17. In the warmer next to the cooler another styro foam box was found with no dates. The box contained dried up crusty food.
18. The outside of the cooler was coated in a dusty, greasy substance.
19. Cardboard shipping boxes were found in the cooler. The cooler shelves were dirty with food particles and a greasy substance.
20. Prepared foods were found opened, uncovered, with no dates in the cooler. The kitchen staff was unsure when the foods were opened.
22. Shipping boxes were found in the walk -in cooler.
23. Three containers of prepared meats covered in plastic wrap, sitting next to eggs, were found in the cooler with no dates or sources of where the meat came from. A container of thawing chicken was found with an orange plastic bag, lying half way across the chicken.
24. The toaster in the food preparation area was coated in a greasy substance with a buildup of food particles.
25. A black portable table fan was found in the kitchen coated in a greasy dust covered substance.
26. Floor drains in the kitchen dish washing area were caked in a thick crusty brown and gray substance. The grates were clogged with trash particles, hair, and dirt like substance.
27. 56 pots and pans were found stacked wet. Staff# 6 confirmed the pots and pans had not been allowed to dry properly before they were stacked.
28. The walk- in freezer was found to have a large amount of ice build-up around the door and a frozen floor covered in ice.
29. The walk in freezer had a thick coat of frost on the food products. The ceiling of the walk in freezer had an icy condensation.
30. Food was found on the bottom shelf of a wire rack. There was no plastic barrier on any of the lower shelves in the freezers or walk in coolers. The wire racks were covered in a greasy, caked on dried food particles, and dust. Foods in shipping boxes were placed on the wire shelf with no barrier in the walk in freezers.
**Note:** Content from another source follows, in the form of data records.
// =============================================================================
// Unit Type
// =============================================================================

/// How a product is measured and sold.
#[derive(Debug, Clone, Copy, PartialEq, Eq, Serialize, Deserialize)]
#[serde(rename_all = "lowercase")]
pub enum UnitType {
    /// Sold by the unit (closed bag, accessory, service).
    Un,
    /// Sold by weight (ração a granel); quantities are fractional kilograms.
    Kg,
}

impl UnitType {
    /// Weighed products accept fractional quantities and amount-based entry.
    #[inline]
    pub const fn is_weighed(&self) -> bool {
        matches!(self, UnitType::Kg)
    }

    /// Step used by the register's +/- quantity buttons.
    #[inline]
    pub const fn quantity_step(&self) -> f64 {
        match self {
            UnitType::Un => 1.0,
            UnitType::Kg => 0.1,
        }
    }

    /// Formats a quantity for display: whole units, or kilos to 3 decimals.
    pub fn format_quantity(&self, quantity: f64) -> String {
        match self {
            UnitType::Un => format!("{}", quantity.round() as i64),
            UnitType::Kg => format!("{:.3}", quantity),
        }
    }
}

impl Default for UnitType {
    fn default() -> Self {
        UnitType::Un
    }
}

// =============================================================================
// Product
// =============================================================================

/// A product (or service) available for sale.
#[derive(Debug, Clone, Serialize, Deserialize)]
#[serde(rename_all = "camelCase")]
pub struct Product {
    /// Unique identifier (UUID v4).
    pub id: String,

    /// Barcode / SKU - business identifier, unique in practice.
    pub code: String,

    /// Display name shown to the cashier and on the receipt.
    pub name: String,

    /// Category ("Ração", "Acessórios", ... or "Serviços").
    pub category: String,

    /// Optional subgroup (brand) used by report filters.
    #[serde(default, skip_serializing_if = "Option::is_none")]
    pub subgroup: Option<String>,

    /// Acquisition cost in centavos (for COGS).
    pub cost_price_cents: i64,

    /// Sale price in centavos, per unit or per kilogram.
    pub price_cents: i64,

    /// Quantity on hand. Fractional for weighed (`kg`) products.
    pub stock: f64,

    /// How this product is measured and sold.
    pub unit_type: UnitType,

    /// Display color for the register's catalog tile.
    #[serde(default, skip_serializing_if = "Option::is_none")]
    pub color: Option<String>,
}

impl Product {
    /// Returns the sale price as a Money type.
    #[inline]
    pub fn price(&self) -> Money {
        Money::from_cents(self.price_cents)
    }

    /// Returns the cost price as a Money type.
    #[inline]
    pub fn cost_price(&self) -> Money {
        Money::from_cents(self.cost_price_cents)
    }

    /// Services have infinite effective stock: they are never decremented
    /// when sold and never restored when a sale is cancelled.
    #[inline]
    pub fn is_service(&self) -> bool {
        self.category == SERVICES_CATEGORY
    }
}

// =============================================================================
// Cart Item
// =============================================================================

/// A line of an in-progress or committed sale.
///
/// Uses the snapshot pattern: product data is frozen at the moment the line
/// enters the cart. The cashier may override `unit_price_cents` per line.
#[derive(Debug, Clone, Serialize, Deserialize)]
#[serde(rename_all = "camelCase")]
pub struct CartItem {
    /// Product this line references (for stock reconciliation).
    pub product_id: String,

    /// Barcode at time of sale (frozen).
    pub code: String,

    /// Product name at time of sale (frozen).
    pub name: String,

    /// Category at time of sale (frozen; drives the service rule and reports).
    pub category: String,

    /// Subgroup/brand at time of sale (frozen).
    #[serde(default, skip_serializing_if = "Option::is_none")]
    pub subgroup: Option<String>,

    /// Unit type at time of sale (frozen).
    pub unit_type: UnitType,

    /// Cost in centavos at time of sale (frozen, for COGS).
    pub cost_price_cents: i64,

    /// Unit price in centavos. Starts as the catalog price; the cashier can
    /// override it at checkout.
    pub unit_price_cents: i64,

    /// Quantity sold: whole units for `un`, fractional kilos for `kg`.
    pub quantity: f64,
}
Boxes of food were found on the floor under the shelves. The floor was covered in trash and food particles.
VIOLATION: INFECTION CONTROL OFFICER RESPONSIBILITIES Tag No: A0749
**NOTE- TERMS IN BRACKETS HAVE BEEN EDITED TO PROTECT CONFIDENTIALITY**

Based on review of the Infection control logs and interviews, the infection control officer failed to monitor and implement surveillance measures for the early identification of patients who require isolation in accordance with CDC guidelines. Failure to identify patients with infectious diseases places staff, visitors, and patients at risk of contracting a disease and possible death.
Review of patient #2's physician progress notes dated 12/11/2014 stated, "I had a face to face visit with the patient today and I personally interviewed and examined her. She continues to complain of quite a bit of pain on her R buttock, and after re-evaluation today it is consistent with very distal S1 shingles. Discussed risks and benefits of Valtrex, agreed to start this medicine."
Valtrex three times a day for 7 days was ordered on [DATE]. Patient #2 shared a bathroom and attended group exercises with another patient on the rehab unit.
Review of patient #2's chart revealed the nurse documented the infection control nurse was notified of the diagnosis of shingles on 12-11-2014. Review of the infection control log revealed patient #2 was not on the list.
An interview with staff #23 on 8/13/2014 at 4:45 PM revealed patient #2 was diagnosed with shingles. Staff #23 reported the nurse had documented that she had notified the infection control nurse but it was never logged in the computer. The primary care nurse must place a consult order in for the infection control nurse. Staff #23 confirmed she was never informed of the diagnosis and the patient was not placed in contact isolation.